WHAT THIS TASK INVOLVES →
Write out, from the entries below, exactly the lines that run between the lines holding "pub struct ImportBinding" and "pub struct ExportBinding", inclusive, and stop there.

THE DATA →
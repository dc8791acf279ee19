//! Output formats and the export modes they support

use std::fmt;

use serde::{Deserialize, Serialize};

use crate::{error::BundleError, graph::ModuleGraph, snippet::SnippetBundle, types::ModuleId};

pub mod cjs;

/// Module format of the generated bundle
#[derive(
    Debug, Clone, Copy, Default, PartialEq, Eq, Serialize, Deserialize, clap::ValueEnum,
)]
#[serde(rename_all = "lowercase")]
pub enum OutputFormat {
    /// CommonJS: `require` for externals, `exports`/`module.exports` for the entry
    #[default]
    Cjs,
}

impl OutputFormat {
    pub const fn as_str(self) -> &'static str {
        match self {
            Self::Cjs => "cjs",
        }
    }

    /// Wrap the assembled body in the format's imports and exports
    pub fn finalise(
        self,
        graph: &ModuleGraph,
        entry: ModuleId,
        body: &mut SnippetBundle,
        mode: ExportMode,
    ) {
        match self {
            Self::Cjs => cjs::finalise(graph, entry, body, mode),
        }
    }
}

impl fmt::Display for OutputFormat {
    fn fmt(&self, f: &mut fmt::Formatter<'_>) -> fmt::Result {
        f.write_str(self.as_str())
    }
}

/// How the entry module's exports are exposed
#[derive(
    Debug, Clone, Copy, Default, PartialEq, Eq, Serialize, Deserialize, clap::ValueEnum,
)]
#[serde(rename_all = "lowercase")]
pub enum ExportMode {
    /// Pick `none`, `default` or `named` from the entry's exports
    #[default]
    Auto,
    /// The default export becomes the whole module
    Default,
    /// One property per export
    Named,
    /// Nothing is exported
    None,
}

impl ExportMode {
    pub const fn as_str(self) -> &'static str {
        match self {
            Self::Auto => "auto",
            Self::Default => "default",
            Self::Named => "named",
            Self::None => "none",
        }
    }

    /// Resolve `auto` and check an explicit mode against the entry's export keys
    pub fn resolve(self, keys: &[&str]) -> Result<Self, BundleError> {
        let inferred = match keys {
            [] => Self::None,
            ["default"] => Self::Default,
            _ => Self::Named,
        };
        let compatible = match self {
            Self::Auto => return Ok(inferred),
            Self::Default => inferred == Self::Default,
            Self::None => inferred == Self::None,
            Self::Named => true,
        };
        if compatible {
            Ok(self)
        } else {
            Err(BundleError::InvalidExportMode {
                mode: self.as_str().to_owned(),
                keys: keys.iter().map(|&key| key.to_owned()).collect(),
            })
        }
    }
}

impl fmt::Display for ExportMode {
    fn fmt(&self, f: &mut fmt::Formatter<'_>) -> fmt::Result {
        f.write_str(self.as_str())
    }
}
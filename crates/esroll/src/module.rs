//! One parsed, analysed source module
//!
//! A [`Module`] owns its AST, the import and export tables extracted from it,
//! the per-statement analysis, and the canonical-name cache that maps its
//! top-level names onto the identifiers used in the bundle.

use std::{
    cell::RefCell,
    path::{Path, PathBuf},
    rc::Rc,
};

use log::debug;
use rustc_hash::{FxHashMap, FxHashSet};
use swc_core::ecma::ast::{
    Decl, DefaultDecl, ExportSpecifier, Expr, ImportSpecifier, ModuleDecl, ModuleExportName,
    ModuleItem,
};

use crate::{
    analyzer::{Statement, analyse, binding_names},
    error::BundleError,
    graph::ModuleGraph,
    parser::{SourceComment, parse_module},
    resolver::identifier_from,
    scope::ScopeTree,
    types::{FxIndexMap, ModuleId, ModuleRef},
};

/// A name this module imports, keyed by its local name
#[derive(Debug, Clone, PartialEq, Eq)]
pub struct ImportBinding {
    /// Specifier as written, e.g. `./math` or `path`
    pub source: String,
    /// Exported name in the target: a plain name, `default` or `*`
    pub name: String,
    pub local_name: String,
    /// Filled in once the import has been followed
    pub module: Option<ModuleRef>,
}

impl ImportBinding {
    pub fn is_namespace(&self) -> bool {
        self.name == "*"
    }

    pub fn is_default(&self) -> bool {
        self.name == "default"
    }
}

/// A name this module exports, keyed by its exported name
#[derive(Debug, Clone, PartialEq, Eq)]
pub struct ExportBinding {
    /// Binding behind the export; `default` for anonymous default exports
    pub local_name: String,
    /// Index of the statement carrying a declaration or default export
    pub statement: Option<usize>,
    /// `export default function name() {}` and `export default class Name {}`
    pub is_declaration: bool,
    /// The identifier in `export default name`
    pub identifier: Option<String>,
}

impl ExportBinding {
    fn named(local_name: impl Into<String>) -> Self {
        Self {
            local_name: local_name.into(),
            statement: None,
            is_declaration: false,
            identifier: None,
        }
    }
}

#[derive(Debug)]
pub struct Module {
    pub id: ModuleId,
    pub path: PathBuf,
    pub source: Rc<str>,
    pub ast: swc_core::ecma::ast::Module,
    pub comments: Vec<SourceComment>,
    pub imports: FxIndexMap<String, ImportBinding>,
    pub exports: FxIndexMap<String, ExportBinding>,
    pub statements: Vec<Statement>,
    pub scopes: ScopeTree,
    /// Top-level name to the index of the statement defining it
    pub definitions: FxHashMap<String, usize>,
    /// Top-level name to the statements that may mutate it, in source order
    pub modifications: FxHashMap<String, Vec<usize>>,
    /// First-wins name hints for `default` and `*`, pushed by importers
    pub suggested_names: FxHashMap<String, String>,
    /// Names already requested through `define`, resolved or in flight
    pub(crate) defined: FxHashSet<String>,
    canonical_names: RefCell<FxHashMap<String, String>>,
}

impl Module {
    /// Parse and analyse `source`
    pub fn new(id: ModuleId, path: PathBuf, source: String) -> Result<Self, BundleError> {
        let parsed = parse_module(&source, &path)?;
        let source: Rc<str> = Rc::from(source);

        let mut module = Self {
            id,
            path,
            source,
            ast: parsed.ast,
            comments: parsed.comments,
            imports: FxIndexMap::default(),
            exports: FxIndexMap::default(),
            statements: Vec::new(),
            scopes: ScopeTree::new(),
            definitions: FxHashMap::default(),
            modifications: FxHashMap::default(),
            suggested_names: FxHashMap::default(),
            defined: FxHashSet::default(),
            canonical_names: RefCell::new(FxHashMap::default()),
        };
        module.analyse()?;
        Ok(module)
    }

    fn analyse(&mut self) -> Result<(), BundleError> {
        for (index, item) in self.ast.body.iter().enumerate() {
            if let ModuleItem::ModuleDecl(decl) = item {
                let (imports, exports) = extract_bindings(decl, index, &self.path)?;
                self.imports.extend(imports);
                self.exports.extend(exports);
            }
        }

        self.statements = analyse(
            self.id,
            &self.ast,
            &self.source,
            &self.comments,
            &mut self.scopes,
        );

        for statement in &self.statements {
            for name in &statement.defines {
                self.definitions.insert(name.clone(), statement.index);
            }
            for name in &statement.modifies {
                self.modifications
                    .entry(name.clone())
                    .or_default()
                    .push(statement.index);
            }
        }

        debug!(
            "Analysed {}: {} statements, {} imports, {} exports",
            self.path.display(),
            self.statements.len(),
            self.imports.len(),
            self.exports.len()
        );
        Ok(())
    }

    pub fn statement(&self, index: usize) -> &Statement {
        &self.statements[index]
    }

    /// Record a name hint for `default` or `*`; the first hint wins
    pub fn suggest_name(&mut self, export_name: &str, suggestion: &str) {
        if !self.suggested_names.contains_key(export_name) {
            self.suggested_names
                .insert(export_name.to_owned(), suggestion.to_owned());
        }
    }

    /// Force the canonical name of a top-level binding
    pub fn rename(&self, name: &str, replacement: &str) {
        debug!(
            "Renaming '{name}' to '{replacement}' in {}",
            self.path.display()
        );
        self.canonical_names
            .borrow_mut()
            .insert(name.to_owned(), replacement.to_owned());
    }

    /// The identifier `name` is represented by in the bundle
    pub fn canonical_name(&self, name: &str, graph: &ModuleGraph) -> String {
        if let Some(cached) = self.canonical_names.borrow().get(name) {
            return cached.clone();
        }

        let canonical = self.resolve_canonical_name(name, graph);
        self.canonical_names
            .borrow_mut()
            .insert(name.to_owned(), canonical.clone());
        canonical
    }

    fn resolve_canonical_name(&self, local: &str, graph: &ModuleGraph) -> String {
        if local == "*" {
            return self
                .suggested_names
                .get("*")
                .cloned()
                .unwrap_or_else(|| local.to_owned());
        }

        if let Some(import) = self.imports.get(local) {
            return match import.module {
                Some(ModuleRef::Internal(id)) => {
                    let target = graph.module(id);
                    if import.is_namespace() {
                        target.canonical_name("*", graph)
                    } else {
                        target.exports.get(&import.name).map_or_else(
                            || local.to_owned(),
                            |export| target.canonical_name(&export.local_name, graph),
                        )
                    }
                }
                Some(ModuleRef::External(id)) => graph.external(id).canonical_name(&import.name),
                None => local.to_owned(),
            };
        }

        if local == "default" {
            return match self.exports.get("default") {
                Some(ExportBinding {
                    identifier: Some(identifier),
                    ..
                }) => self.canonical_name(identifier, graph),
                Some(export) if export.local_name != "default" => {
                    self.canonical_name(&export.local_name, graph)
                }
                _ => self.anonymous_default_name(),
            };
        }

        local.to_owned()
    }

    /// Statement emitted as `var <name> = ..` for an anonymous default export
    pub fn anonymous_default(&self) -> Option<usize> {
        self.exports
            .get("default")
            .filter(|export| export.local_name == "default" && export.identifier.is_none())
            .and_then(|export| export.statement)
    }

    /// Name an anonymous default export is declared under before deconfliction
    ///
    /// The first importer's local name wins, then the module's file stem.
    pub fn anonymous_default_name(&self) -> String {
        if let Some(suggestion) = self.suggested_names.get("default") {
            return suggestion.clone();
        }
        let stem = self
            .path
            .file_stem()
            .map(|stem| stem.to_string_lossy())
            .unwrap_or_default();
        identifier_from(&stem)
    }
}

type Bindings = (
    Vec<(String, ImportBinding)>,
    Vec<(String, ExportBinding)>,
);

/// Import and export table entries contributed by one module declaration
fn extract_bindings(
    decl: &ModuleDecl,
    index: usize,
    path: &Path,
) -> Result<Bindings, BundleError> {
    let mut imports = Vec::new();
    let mut exports = Vec::new();
    let unhandled = |shape: &str| BundleError::UnhandledExportShape {
        path: path.to_path_buf(),
        shape: shape.to_owned(),
    };

    match decl {
        ModuleDecl::Import(import) => {
            let source = import.src.value.to_string();
            for specifier in &import.specifiers {
                let (local, name) = match specifier {
                    ImportSpecifier::Named(named) => (
                        named.local.sym.to_string(),
                        named
                            .imported
                            .as_ref()
                            .map_or_else(|| named.local.sym.to_string(), export_name),
                    ),
                    ImportSpecifier::Default(default) => {
                        (default.local.sym.to_string(), "default".to_owned())
                    }
                    ImportSpecifier::Namespace(namespace) => {
                        (namespace.local.sym.to_string(), "*".to_owned())
                    }
                };
                imports.push(import_entry(&source, name, local));
            }
        }
        ModuleDecl::ExportDecl(export) => {
            let names = match &export.decl {
                Decl::Var(var) => var
                    .decls
                    .iter()
                    .flat_map(|declarator| binding_names(&declarator.name))
                    .collect(),
                Decl::Fn(function) => vec![function.ident.sym.to_string()],
                Decl::Class(class) => vec![class.ident.sym.to_string()],
                _ => return Err(unhandled("declaration export")),
            };
            for name in names {
                let mut binding = ExportBinding::named(name.clone());
                binding.statement = Some(index);
                exports.push((name, binding));
            }
        }
        ModuleDecl::ExportNamed(named) => {
            let source = named.src.as_ref().map(|src| src.value.to_string());
            for specifier in &named.specifiers {
                match specifier {
                    ExportSpecifier::Named(specifier) => {
                        let local = export_name(&specifier.orig);
                        let exported = specifier
                            .exported
                            .as_ref()
                            .map_or_else(|| local.clone(), export_name);
                        if let Some(source) = &source {
                            imports.push(import_entry(source, local.clone(), local.clone()));
                        }
                        exports.push((exported, ExportBinding::named(local)));
                    }
                    ExportSpecifier::Namespace(specifier) => {
                        let Some(source) = &source else {
                            return Err(unhandled("namespace export without a source"));
                        };
                        let local = export_name(&specifier.name);
                        imports.push(import_entry(source, "*".to_owned(), local.clone()));
                        exports.push((local.clone(), ExportBinding::named(local)));
                    }
                    ExportSpecifier::Default(_) => return Err(unhandled("default re-export")),
                }
            }
        }
        ModuleDecl::ExportDefaultDecl(export) => {
            let name = match &export.decl {
                DefaultDecl::Fn(function) => function.ident.as_ref(),
                DefaultDecl::Class(class) => class.ident.as_ref(),
                DefaultDecl::TsInterfaceDecl(_) => return Err(unhandled("interface export")),
            };
            let binding = ExportBinding {
                local_name: name.map_or_else(|| "default".to_owned(), |name| name.sym.to_string()),
                statement: Some(index),
                is_declaration: name.is_some(),
                identifier: None,
            };
            exports.push(("default".to_owned(), binding));
        }
        ModuleDecl::ExportDefaultExpr(export) => {
            let identifier = match &*export.expr {
                Expr::Ident(ident) => Some(ident.sym.to_string()),
                _ => None,
            };
            let binding = ExportBinding {
                local_name: "default".to_owned(),
                statement: Some(index),
                is_declaration: false,
                identifier,
            };
            exports.push(("default".to_owned(), binding));
        }
        // Rejected when the statement is emitted
        _ => {}
    }

    Ok((imports, exports))
}

fn import_entry(source: &str, name: String, local_name: String) -> (String, ImportBinding) {
    (
        local_name.clone(),
        ImportBinding {
            source: source.to_owned(),
            name,
            local_name,
            module: None,
        },
    )
}

pub(crate) fn export_name(name: &ModuleExportName) -> String {
    match name {
        ModuleExportName::Ident(ident) => ident.sym.to_string(),
        ModuleExportName::Str(string) => string.value.to_string(),
    }
}
//! Layered configuration
//!
//! Later layers win: built-in defaults, the user config file, `esroll.toml`
//! in the working directory, an explicit `--config` file, then `ESROLL_*`
//! environment variables. Command-line flags are applied on top by the
//! binary.

use std::{
    env, fs,
    path::{Path, PathBuf},
};

use anyhow::{Context, Result, anyhow};
use clap::ValueEnum;
use log::debug;
use serde::{Deserialize, Serialize};

use crate::{
    bundle::GenerateOptions,
    dirs::{CONFIG_FILE_NAME, user_config_file},
    finalisers::{ExportMode, OutputFormat},
};

pub const EXPORTS_ENV: &str = "ESROLL_EXPORTS";
pub const FORMAT_ENV: &str = "ESROLL_FORMAT";

#[derive(Debug, Clone, Default, PartialEq, Eq, Serialize, Deserialize)]
#[serde(deny_unknown_fields, default)]
pub struct Config {
    /// Entry module of the bundle
    pub entry: Option<PathBuf>,
    /// Where to write the bundle; stdout when unset
    pub output: Option<PathBuf>,
    pub exports: ExportMode,
    pub format: OutputFormat,
}

/// One config file; unset keys leave the layer below untouched
#[derive(Debug, Default, Deserialize)]
#[serde(deny_unknown_fields)]
struct ConfigLayer {
    entry: Option<PathBuf>,
    output: Option<PathBuf>,
    exports: Option<ExportMode>,
    format: Option<OutputFormat>,
}

impl Config {
    /// Load every layer, `explicit` being the `--config` file
    pub fn load(explicit: Option<&Path>) -> Result<Self> {
        let mut config = Self::default();

        if let Some(user) = user_config_file().filter(|path| path.is_file()) {
            config.merge_file(&user)?;
        }

        let project = env::current_dir()
            .context("Failed to determine the working directory")?
            .join(CONFIG_FILE_NAME);
        if project.is_file() {
            config.merge_file(&project)?;
        }

        if let Some(explicit) = explicit {
            config.merge_file(explicit)?;
        }

        config.apply_env_vars()?;
        debug!("Effective configuration: {config:?}");
        Ok(config)
    }

    /// Overlay the keys set in the TOML file at `path`
    pub fn merge_file(&mut self, path: &Path) -> Result<()> {
        let content = fs::read_to_string(path)
            .with_context(|| format!("Failed to read config file {}", path.display()))?;
        let layer: ConfigLayer = toml::from_str(&content)
            .with_context(|| format!("Invalid config file {}", path.display()))?;
        debug!("Loaded configuration from {}", path.display());
        self.merge(layer);
        Ok(())
    }

    fn merge(&mut self, layer: ConfigLayer) {
        if let Some(entry) = layer.entry {
            self.entry = Some(entry);
        }
        if let Some(output) = layer.output {
            self.output = Some(output);
        }
        if let Some(exports) = layer.exports {
            self.exports = exports;
        }
        if let Some(format) = layer.format {
            self.format = format;
        }
    }

    /// Apply `ESROLL_EXPORTS` and `ESROLL_FORMAT`
    pub fn apply_env_vars(&mut self) -> Result<()> {
        if let Some(value) = env_value(EXPORTS_ENV) {
            self.exports = parse_value(EXPORTS_ENV, &value)?;
        }
        if let Some(value) = env_value(FORMAT_ENV) {
            self.format = parse_value(FORMAT_ENV, &value)?;
        }
        Ok(())
    }

    pub const fn generate_options(&self) -> GenerateOptions {
        GenerateOptions {
            exports: self.exports,
            format: self.format,
        }
    }
}

fn env_value(name: &str) -> Option<String> {
    env::var(name)
        .ok()
        .map(|value| value.trim().to_owned())
        .filter(|value| !value.is_empty())
}

fn parse_value<T: ValueEnum>(name: &str, value: &str) -> Result<T> {
    T::from_str(value, true).map_err(|err| anyhow!("Invalid value for {name}: {err}"))
}

#[cfg(test)]
mod tests {
    use serial_test::serial;
    use tempfile::TempDir;

    use super::*;

    /// Sets an environment variable for the guard's lifetime
    struct EnvGuard {
        name: &'static str,
        original: Option<String>,
    }

    impl EnvGuard {
        fn set(name: &'static str, value: &str) -> Self {
            let original = env::var(name).ok();
            // SAFETY: tests touching the environment are serialized
            unsafe {
                env::set_var(name, value);
            }
            Self { name, original }
        }

        fn unset(name: &'static str) -> Self {
            let original = env::var(name).ok();
            // SAFETY: tests touching the environment are serialized
            unsafe {
                env::remove_var(name);
            }
            Self { name, original }
        }
    }

    impl Drop for EnvGuard {
        fn drop(&mut self) {
            // SAFETY: restores the value captured in the constructor
            unsafe {
                match self.original.take() {
                    Some(original) => env::set_var(self.name, original),
                    None => env::remove_var(self.name),
                }
            }
        }
    }

    #[test]
    fn test_later_files_win() -> Result<()> {
        let temp_dir = TempDir::new()?;
        let base = temp_dir.path().join("base.toml");
        let top = temp_dir.path().join("top.toml");
        fs::write(&base, "entry = \"src/main.js\"\nexports = \"named\"\n")?;
        fs::write(&top, "output = \"dist/bundle.js\"\nexports = \"default\"\n")?;

        let mut config = Config::default();
        config.merge_file(&base)?;
        config.merge_file(&top)?;

        assert_eq!(config.entry, Some(PathBuf::from("src/main.js")));
        assert_eq!(config.output, Some(PathBuf::from("dist/bundle.js")));
        assert_eq!(config.exports, ExportMode::Default);
        assert_eq!(config.format, OutputFormat::Cjs);
        Ok(())
    }

    #[test]
    fn test_unknown_keys_are_rejected() -> Result<()> {
        let temp_dir = TempDir::new()?;
        let path = temp_dir.path().join("esroll.toml");
        fs::write(&path, "entry = \"main.js\"\nminify = true\n")?;

        let err = Config::default()
            .merge_file(&path)
            .expect_err("minify is not an option");
        assert!(err.to_string().contains("Invalid config file"));
        Ok(())
    }

    #[test]
    #[serial]
    fn test_env_vars_override_files() -> Result<()> {
        let _exports = EnvGuard::set(EXPORTS_ENV, "none");
        let _format = EnvGuard::set(FORMAT_ENV, " CJS ");

        let mut config = Config {
            exports: ExportMode::Named,
            ..Config::default()
        };
        config.apply_env_vars()?;

        assert_eq!(config.exports, ExportMode::None);
        assert_eq!(config.format, OutputFormat::Cjs);
        Ok(())
    }

    #[test]
    #[serial]
    fn test_invalid_env_value_is_an_error() {
        let _exports = EnvGuard::set(EXPORTS_ENV, "everything");
        let _format = EnvGuard::unset(FORMAT_ENV);

        let err = Config::default()
            .apply_env_vars()
            .expect_err("not an export mode");
        assert!(err.to_string().contains(EXPORTS_ENV));
    }

    #[test]
    #[serial]
    fn test_explicit_file_is_applied() -> Result<()> {
        let _exports = EnvGuard::unset(EXPORTS_ENV);
        let _format = EnvGuard::unset(FORMAT_ENV);
        let temp_dir = TempDir::new()?;
        let path = temp_dir.path().join("custom.toml");
        fs::write(&path, "entry = \"app.js\"\nexports = \"none\"\n")?;

        let config = Config::load(Some(&path))?;
        assert_eq!(config.entry, Some(PathBuf::from("app.js")));
        assert_eq!(config.exports, ExportMode::None);
        Ok(())
    }
}
//! Shared type definitions for the esroll crate
//!
//! Identifiers used across the graph, the expansion pass and the assembler.
//! They are plain indexes into the arenas owned by [`crate::graph::ModuleGraph`].

use indexmap::{IndexMap, IndexSet};
use rustc_hash::FxBuildHasher;

pub type FxIndexSet<T> = IndexSet<T, FxBuildHasher>;
pub type FxIndexMap<K, V> = IndexMap<K, V, FxBuildHasher>;

/// Unique identifier for a project-local module
#[derive(Debug, Clone, Copy, PartialEq, Eq, Hash, PartialOrd, Ord)]
pub struct ModuleId(u32);

impl ModuleId {
    pub fn new(id: u32) -> Self {
        Self(id)
    }

    #[inline]
    pub const fn index(self) -> usize {
        self.0 as usize
    }
}

/// Unique identifier for an external (not project-local) module
#[derive(Debug, Clone, Copy, PartialEq, Eq, Hash, PartialOrd, Ord)]
pub struct ExternalId(u32);

impl ExternalId {
    pub fn new(id: u32) -> Self {
        Self(id)
    }

    #[inline]
    pub const fn index(self) -> usize {
        self.0 as usize
    }
}

/// What an import specifier resolved to
#[derive(Debug, Clone, Copy, PartialEq, Eq, Hash)]
pub enum ModuleRef {
    Internal(ModuleId),
    External(ExternalId),
}

/// A top-level statement, addressed by its owning module and body index
#[derive(Debug, Clone, Copy, PartialEq, Eq, Hash)]
pub struct StatementRef {
    pub module: ModuleId,
    pub index: usize,
}

impl StatementRef {
    pub const fn new(module: ModuleId, index: usize) -> Self {
        Self { module, index }
    }
}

TASK SOLUTION →
pub struct ImportBinding {
    /// Specifier as written, e.g. `./math` or `path`
    pub source: String,
    /// Exported name in the target: a plain name, `default` or `*`
    pub name: String,
    pub local_name: String,
    /// Filled in once the import has been followed
    pub module: Option<ModuleRef>,
}

impl ImportBinding {
    pub fn is_namespace(&self) -> bool {
        self.name == "*"
    }

    pub fn is_default(&self) -> bool {
        self.name == "default"
    }
}

/// A name this module exports, keyed by its exported name
#[derive(Debug, Clone, PartialEq, Eq)]
pub struct ExportBinding {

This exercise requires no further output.